One of the many IWD missions to help forge a gender equal world is to celebrate women’s achievement and those forging change, and Australian swimming is fortunate to have countless examples of incredible female success, both in and out of the water.
This past year alone has provided a number of highlights, showcasing Swimming Australia’s commitment to global best practice.
In the administration, 80% of the Swimming Australia Executive Leadership Team, and two thirds of the Board of Directors features inspiring female leaders, including the President, Chief Executive Officer and High Performance Director.
From a broader employment perspective, women account for 52% of Swimming Australia staff, 57.5% of the national Technical Officials workforce and 38% of the staff across all National teams in 2022.
In the water the numbers are just as impressive.
Female medals comprised 39% of overall team performance at the 2022 World Para Swimming Championships in Portugal, 57% at the Birmingham Commonwealth Games and an incredible 65% at the World Aquatics Championships in Budapest last June.

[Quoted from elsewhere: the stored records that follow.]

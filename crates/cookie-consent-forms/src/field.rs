//! Field descriptions handed to the rendering layer

use crate::action::SubmitAction;
use crate::category::Category;
use serde::Serialize;

pub const CHOICE_TRUE: &str = "true";
pub const CHOICE_FALSE: &str = "false";

const YES_LABEL: &str = "ch_cookie_consent.yes";
const NO_LABEL: &str = "ch_cookie_consent.no";

/// How a field is rendered
#[derive(Debug, Clone, PartialEq, Eq, Serialize)]
#[serde(tag = "type", rename_all = "snake_case")]
pub enum Widget {
	/// One radio input per choice (an expanded, single-valued choice)
	RadioSelect { choices: Vec<FieldChoice> },
	SubmitButton,
}

/// A selectable option: translation key for the label, submitted value
#[derive(Debug, Clone, PartialEq, Eq, Serialize)]
pub struct FieldChoice {
	pub label: String,
	pub value: String,
}

impl FieldChoice {
	pub fn new(label: impl Into<String>, value: impl Into<String>) -> Self {
		Self {
			label: label.into(),
			value: value.into(),
		}
	}
}

/// Maps a consent decision onto the submitted choice value.
///
/// # Examples
///
/// ```
/// use cookie_consent_forms::field::choice_value;
///
/// assert_eq!(choice_value(true), "true");
/// assert_eq!(choice_value(false), "false");
/// ```
pub fn choice_value(allowed: bool) -> &'static str {
	if allowed { CHOICE_TRUE } else { CHOICE_FALSE }
}

/// Allow/deny choice for one cookie category
#[derive(Debug, Clone, PartialEq, Eq, Serialize)]
pub struct ChoiceField {
	pub category: Category,
	pub widget: Widget,
	pub initial: String,
}

impl ChoiceField {
	/// Create the choice field for a category with its current decision
	///
	/// # Examples
	///
	/// ```
	/// use cookie_consent_forms::{Category, ChoiceField};
	///
	/// let field = ChoiceField::new(Category::new("analytics").unwrap(), true);
	/// assert_eq!(field.name(), "analytics");
	/// assert_eq!(field.initial, "true");
	/// assert_eq!(field.choices().len(), 2);
	/// ```
	pub fn new(category: Category, allowed: bool) -> Self {
		Self {
			category,
			widget: Widget::RadioSelect {
				choices: vec![
					FieldChoice::new(YES_LABEL, CHOICE_TRUE),
					FieldChoice::new(NO_LABEL, CHOICE_FALSE),
				],
			},
			initial: choice_value(allowed).to_string(),
		}
	}

	pub fn name(&self) -> &str {
		self.category.as_str()
	}

	pub fn choices(&self) -> &[FieldChoice] {
		match &self.widget {
			Widget::RadioSelect { choices } => choices.as_slice(),
			Widget::SubmitButton => &[],
		}
	}

	/// Whether the field pre-selects "allow"
	pub fn is_allowed_initially(&self) -> bool {
		self.initial == CHOICE_TRUE
	}
}

/// Submit button bound to a [`SubmitAction`]
#[derive(Debug, Clone, PartialEq, Eq, Serialize)]
pub struct SubmitField {
	pub action: SubmitAction,
	pub label: String,
	pub widget: Widget,
	/// HTML attributes, in render order
	pub attrs: Vec<(String, String)>,
}

impl SubmitField {
	pub fn new(action: SubmitAction) -> Self {
		Self {
			action,
			label: action.label().to_string(),
			widget: Widget::SubmitButton,
			attrs: vec![
				("class".to_string(), action.css_class().to_string()),
				("value".to_string(), action.field_name().to_string()),
			],
		}
	}

	pub fn name(&self) -> &str {
		self.action.field_name()
	}

	pub fn attr(&self, key: &str) -> Option<&str> {
		self.attrs
			.iter()
			.find(|(k, _)| k == key)
			.map(|(_, v)| v.as_str())
	}
}

/// A single entry of the consent form, in render order
#[derive(Debug, Clone, PartialEq, Eq, Serialize)]
#[serde(tag = "kind", rename_all = "snake_case")]
pub enum FormField {
	Choice(ChoiceField),
	Submit(SubmitField),
}

impl FormField {
	pub fn name(&self) -> &str {
		match self {
			Self::Choice(field) => field.name(),
			Self::Submit(field) => field.name(),
		}
	}

	pub fn label(&self) -> Option<&str> {
		match self {
			Self::Choice(_) => None,
			Self::Submit(field) => Some(field.label.as_str()),
		}
	}

	pub fn widget(&self) -> &Widget {
		match self {
			Self::Choice(field) => &field.widget,
			Self::Submit(field) => &field.widget,
		}
	}

	/// Pre-filled value; buttons carry none
	pub fn initial(&self) -> Option<&str> {
		match self {
			Self::Choice(field) => Some(field.initial.as_str()),
			Self::Submit(_) => None,
		}
	}

	pub fn as_choice(&self) -> Option<&ChoiceField> {
		match self {
			Self::Choice(field) => Some(field),
			Self::Submit(_) => None,
		}
	}

	pub fn as_submit(&self) -> Option<&SubmitField> {
		match self {
			Self::Choice(_) => None,
			Self::Submit(field) => Some(field),
		}
	}
}

impl From<ChoiceField> for FormField {
	fn from(field: ChoiceField) -> Self {
		Self::Choice(field)
	}
}

impl From<SubmitField> for FormField {
	fn from(field: SubmitField) -> Self {
		Self::Submit(field)
	}
}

The pathway for female coaches also continues to grow, inspired by those Women selected to senior National teams this past year including Mel Tantrum, Janelle Pallister, Amanda Isaac, Deb Jones and newly appointed Paralympic Program Head Coach Kate Sparkes, with 42% female coaches across the entire Swimming Australia accredited system.
Of most significance might be the overwhelming popularity of the sport among females more broadly, with 60% female representation across Swimming Australia’s membership reflective of swimming’s position as the most popular sport for females aged 15+ according to the AusPlay National Sport and Physical Activity Participation Report.
Swimming Australia CEO, Eugénie Buckley, believes female achievement is playing a central role in the continued rise of swimming in the Australian sporting landscape.
“Society has moved forward from women having to succeed in a man’s world and, in many respects, the achievements of women in our sport, both past and present and in and out of the water, have cemented our position as Australia’s most popular Olympic and Paralympic sport,” Buckley said.
“Our female champions like Emma McKeon, Ariarne Titmus, Lucky Patterson, Katja Dedekind, Mollie O’Callaghan and Kaylee McKeown are amongst the most admired and respected personalities in Australian sport – further driving the conversation around equity and parity across the community.”
“Our work will never be complete, there will always be more to be done to eliminate gender bias and grow more progressive mindsets and inclusive behaviours, but we are very proud of the achievements of women across our sport and will never shy away from championing those whose success inspires meaningful change.”